Joos van Barneveld (born 18 January 1982), known professionally as DOES or Digital DOES, is a Dutch international renowned graffiti artist, and former professional footballer.

Multidisciplinary artist 
In 1997, at the age of 15, van Barneveld discovered graffiti as a way to escape all the constraints and rules of life as a football player. For more than a decade he combined the daily needs of a professional athlete with the night-time secrets of a graffiti writer. After quitting his professional soccer career in 2010, he exclusively devoted himself to art under pseudonym DOES.
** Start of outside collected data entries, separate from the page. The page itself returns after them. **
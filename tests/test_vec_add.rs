// tests/test_vec_add.rs — integration tests through the public API.
//
// These run with `cargo test --test test_vec_add`. Unlike the unit
// tests inside each module, they only see the crate's public surface.
// Tests that need a real adapter are #[ignore]d; run them with:
//   cargo test --test test_vec_add -- --include-ignored

use std::path::Path;

use vecadd_bench::device::GpuContext;
use vecadd_bench::error::BenchError;
use vecadd_bench::kernel::{load_kernel_source, VecAddBuffers, VecAddKernel, KERNEL_PATH};
use vecadd_bench::stats::LapTimer;
use vecadd_bench::verify::verify_sum;

const A8: [f32; 8] = [1.0, 2.0, 3.0, 4.0, 5.0, 6.0, 7.0, 8.0];
const B8: [f32; 8] = [8.0, 7.0, 6.0, 5.0, 4.0, 3.0, 2.0, 1.0];

// ===== No adapter needed =====

#[test]
fn verification_accepts_host_reference() {
    let c: Vec<f32> = A8.iter().zip(B8.iter()).map(|(a, b)| a + b).collect();
    assert_eq!(c, vec![9.0f32; 8]);
    verify_sum(&A8, &B8, &c).expect("host reference must verify");
}

#[test]
fn verification_reports_corrupted_element() {
    let mut c = vec![9.0f32; 8];
    c[3] = 0.0;
    match verify_sum(&A8, &B8, &c) {
        Err(BenchError::Mismatch { index, got, lhs, rhs }) => {
            assert_eq!((index, got, lhs, rhs), (3, 0.0, 4.0, 5.0));
        }
        other => panic!("expected Mismatch, got {other:?}"),
    }
}

#[test]
fn timer_stats_survive_planted_outliers() {
    // The driver records 20 laps per phase; plant outliers in the 20%
    // tails and check they cannot move the trimmed mean.
    let mut laps = vec![2.0e-3; 12];
    laps.extend([0.5, 0.6, 0.7, 0.8]);
    laps.extend([1.0e-8, 2.0e-8, 3.0e-8, 4.0e-8]);
    let timer = LapTimer::from_laps(laps);
    assert_eq!(timer.lap_avg(), 2.0e-3);
    assert_eq!(timer.lap_std(), 0.0);
}

#[test]
fn kernel_source_path_is_valid_from_crate_root() {
    let source = load_kernel_source(Path::new(KERNEL_PATH)).expect("kernel source unreadable");
    assert!(!source.is_empty());
}

// ===== Adapter required =====

#[test]
#[ignore = "requires a GPU or CPU adapter"]
fn e2e_eight_elements_all_nines() {
    let ctx = GpuContext::new().expect("no adapter");
    let source = load_kernel_source(Path::new(KERNEL_PATH)).expect("kernel source");
    let kernel = VecAddKernel::new(&ctx, &source).expect("kernel build");
    let buffers = VecAddBuffers::new(&ctx, &A8, &B8).expect("buffer allocation");
    let bind_group = kernel.bind(&ctx, &buffers);

    kernel.dispatch(&ctx, &bind_group, buffers.len());
    let c = buffers.read_result(&ctx).expect("readback");

    assert_eq!(c, vec![9.0f32; 8]);
    verify_sum(&A8, &B8, &c).expect("verification must pass");
}

#[test]
#[ignore = "requires a GPU or CPU adapter"]
fn e2e_dispatch_is_idempotent() {
    // Two full dispatch-and-readback cycles over identical inputs must
    // produce bit-identical outputs: deterministic kernel, no hidden
    // state.
    let a: Vec<f32> = (0..1024).map(|i| (i as f32) * 0.25 + 0.125).collect();
    let b: Vec<f32> = (0..1024).map(|i| 1024.0 - i as f32).collect();

    let ctx = GpuContext::new().expect("no adapter");
    let source = load_kernel_source(Path::new(KERNEL_PATH)).expect("kernel source");
    let kernel = VecAddKernel::new(&ctx, &source).expect("kernel build");
    let buffers = VecAddBuffers::new(&ctx, &a, &b).expect("buffer allocation");
    let bind_group = kernel.bind(&ctx, &buffers);

    kernel.dispatch(&ctx, &bind_group, buffers.len());
    let first = buffers.read_result(&ctx).expect("first readback");

    kernel.dispatch(&ctx, &bind_group, buffers.len());
    let second = buffers.read_result(&ctx).expect("second readback");

    let first_bits: Vec<u32> = first.iter().map(|f| f.to_bits()).collect();
    let second_bits: Vec<u32> = second.iter().map(|f| f.to_bits()).collect();
    assert_eq!(first_bits, second_bits);

    verify_sum(&a, &b, &first).expect("verification must pass");
}

#[test]
#[ignore = "requires a GPU or CPU adapter"]
fn e2e_non_multiple_of_workgroup_size() {
    // 300 elements: the tail workgroup runs 84 out-of-range invocations
    // that the shader's bounds guard must drop.
    let a: Vec<f32> = (0..300).map(|i| i as f32).collect();
    let b: Vec<f32> = (0..300).map(|i| (300 - i) as f32).collect();

    let ctx = GpuContext::new().expect("no adapter");
    let source = load_kernel_source(Path::new(KERNEL_PATH)).expect("kernel source");
    let kernel = VecAddKernel::new(&ctx, &source).expect("kernel build");
    let buffers = VecAddBuffers::new(&ctx, &a, &b).expect("buffer allocation");
    let bind_group = kernel.bind(&ctx, &buffers);

    kernel.dispatch(&ctx, &bind_group, buffers.len());
    let c = buffers.read_result(&ctx).expect("readback");

    assert_eq!(c.len(), 300);
    assert!(c.iter().all(|&v| v == 300.0));
}
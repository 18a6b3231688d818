// error.rs — crate-wide error type.
//
// Two families, matching how failures actually occur here:
//   - API errors: a non-success condition reported by wgpu (validation,
//     out-of-memory, buffer mapping). Tagged with the originating call
//     site so the message names where things went wrong.
//   - Logic errors: no usable adapter, unreadable/empty kernel source,
//     shader build failure, result mismatch.
//
// Every variant is fatal. Nothing in this crate retries or degrades:
// errors unwind to main(), which prints the message and exits non-zero.

use std::fmt;
use std::io;
use std::path::PathBuf;

/// Errors from any phase of the benchmark.
#[derive(Debug)]
pub enum BenchError {
    /// No adapter classified as GPU or CPU was found on any backend.
    NoSuitableAdapter,
    /// wgpu device request failed on the selected adapter.
    DeviceRequest(wgpu::RequestDeviceError),
    /// The kernel source file could not be read.
    KernelSource { path: PathBuf, source: io::Error },
    /// The kernel source file exists but is empty.
    EmptyKernelSource { path: PathBuf },
    /// Shader module or pipeline creation was rejected; `log` carries
    /// the compiler diagnostic wgpu reported.
    ShaderBuild { log: String },
    /// A wgpu call failed; `call` names the originating call site.
    Api { call: &'static str, detail: String },
    /// Verification found an output that is not the exact sum of its
    /// inputs.
    Mismatch { index: usize, got: f32, lhs: f32, rhs: f32 },
}

impl fmt::Display for BenchError {
    fn fmt(&self, f: &mut fmt::Formatter<'_>) -> fmt::Result {
        match self {
            BenchError::NoSuitableAdapter => write!(
                f,
                "no suitable adapter found (no GPU or CPU device on any backend)"
            ),
            BenchError::DeviceRequest(e) => write!(f, "device request failed: {e}"),
            BenchError::KernelSource { path, source } => write!(
                f,
                "failed to read kernel source {}: {source}",
                path.display()
            ),
            BenchError::EmptyKernelSource { path } => write!(
                f,
                "kernel source {} is empty (working directory misconfigured?)",
                path.display()
            ),
            BenchError::ShaderBuild { log } => write!(f, "shader build failed:\n{log}"),
            BenchError::Api { call, detail } => write!(f, "{call} failed: {detail}"),
            BenchError::Mismatch { index, got, lhs, rhs } => write!(
                f,
                "result mismatch at index {index}: c = {got}, a = {lhs}, b = {rhs}"
            ),
        }
    }
}

impl std::error::Error for BenchError {
    fn source(&self) -> Option<&(dyn std::error::Error + 'static)> {
        match self {
            BenchError::DeviceRequest(e) => Some(e),
            BenchError::KernelSource { source, .. } => Some(source),
            _ => None,
        }
    }
}
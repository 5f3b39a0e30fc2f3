//! # Web API Request Handlers

pub mod app;
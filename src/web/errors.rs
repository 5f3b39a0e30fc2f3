//! # Web API Error Types
//!
//! Defines the web layer's error type and its HTTP response conversion.
//! Leverages thiserror for structured error handling and Axum's
//! IntoResponse for HTTP conversion.

use axum::http::StatusCode;
use axum::response::{IntoResponse, Response};
use axum::Json;
use serde_json::json;
use std::any::Any;
use thiserror::Error;
use tracing::error;

/// Web API errors with HTTP status code mappings.
///
/// The connection components soft-fail, so under normal operation no
/// handler ever produces an error; `Internal` exists for the defended
/// outermost boundary.
#[derive(Error, Debug)]
pub enum ApiError {
    #[error("Internal Server Error")]
    Internal,
}

impl IntoResponse for ApiError {
    fn into_response(self) -> Response {
        let status = match self {
            ApiError::Internal => StatusCode::INTERNAL_SERVER_ERROR,
        };
        let body = Json(json!({ "error": self.to_string() }));
        (status, body).into_response()
    }
}

/// Catch-panic handler: log what escaped and answer with the generic 500.
pub fn handle_panic(panic: Box<dyn Any + Send + 'static>) -> Response {
    let detail = if let Some(s) = panic.downcast_ref::<String>() {
        s.as_str()
    } else if let Some(s) = panic.downcast_ref::<&str>() {
        s
    } else {
        "non-string panic payload"
    };
    error!(detail, "Handler panicked");

    ApiError::Internal.into_response()
}

#[cfg(test)]
mod tests {
    use super::*;

    #[test]
    fn test_internal_error_body_shape() {
        let response = ApiError::Internal.into_response();
        assert_eq!(response.status(), StatusCode::INTERNAL_SERVER_ERROR);
    }

    #[test]
    fn test_panic_payload_is_summarized() {
        let response = handle_panic(Box::new("boom"));
        assert_eq!(response.status(), StatusCode::INTERNAL_SERVER_ERROR);
    }
}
For over a decade DOES travelled to many parts of the world to participate in numerous international projects. It is in his travels that he finds inspiration. Having his roots in Graffiti, DOES is inspired by traditional letterform. The letters D, O, E and S remain the basis of his work. He does not like to set boundaries; he switches styles and finds balance by exploring different art forms and using various media. "Letterform is clearly his true love. His dedication to innovation and enviable skill causes him to use letters in ways that most of us would never have envisioned. No matter the medium, his dynamic exploration of colour and shape produces explosively expressive pieces."

Lara Chan-Baker: CARBON 2013 interview: Does. In: Acclaim Magazine.As it is his goal in life to leave something tangible behind, DOES has in recent years moved towards a three-dimensional approach, presenting his first sculpture collection BRIQUE in 2018.

DOES is co-founder of the creative collective LoveLetters crew, a collective of ten European writers founded in 2006.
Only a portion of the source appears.